◆ **Data shown**
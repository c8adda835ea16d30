use crate::cli::commands::{build_engine, current_month};
use crate::cli::parser::Commands;
use crate::config::Config;
use crate::errors::{AppError, AppResult};
use crate::export::{ExportFormat, csv, json};
use crate::ui::messages::success;
use crate::utils::date::parse_month;

pub fn handle(cmd: &Commands, cfg: &Config) -> AppResult<()> {
    if let Commands::Export {
        format,
        out,
        manager,
        month,
        sessions,
        summaries,
    } = cmd
    {
        let (year, month_num) = match month {
            Some(m) => parse_month(m)?,
            None => current_month(cfg)?,
        };

        let engine = build_engine(cfg)?;

        if *sessions {
            let manager = manager
                .as_deref()
                .ok_or_else(|| AppError::Export("--sessions requires --manager".to_string()))?;

            let rows = engine.monthly_sessions(manager, year, month_num)?;
            match format {
                ExportFormat::Csv => csv::write_sessions_csv(out, &rows)?,
                ExportFormat::Json => json::write_sessions_json(out, &rows)?,
            }
            success(format!("Exported {} session(s) to {}", rows.len(), out));
        } else if *summaries {
            let rows: Vec<_> = engine
                .all_managers_summary(year, month_num)?
                .into_values()
                .collect();
            match format {
                ExportFormat::Csv => csv::write_summaries_csv(out, &rows)?,
                ExportFormat::Json => json::write_summaries_json(out, &rows)?,
            }
            success(format!("Exported {} summaries to {}", rows.len(), out));
        } else {
            return Err(AppError::Export(
                "nothing to export: pass --sessions or --summaries".to_string(),
            ));
        }
    }
    Ok(())
}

◆ **Exercise objective**
Pull out every line in the data above that has the word "rows".

◆ **Written answer**
            let rows = engine.monthly_sessions(manager, year, month_num)?;
                ExportFormat::Csv => csv::write_sessions_csv(out, &rows)?,
                ExportFormat::Json => json::write_sessions_json(out, &rows)?,
            success(format!("Exported {} session(s) to {}", rows.len(), out));
            let rows: Vec<_> = engine
                ExportFormat::Csv => csv::write_summaries_csv(out, &rows)?,
                ExportFormat::Json => json::write_summaries_json(out, &rows)?,
            success(format!("Exported {} summaries to {}", rows.len(), out));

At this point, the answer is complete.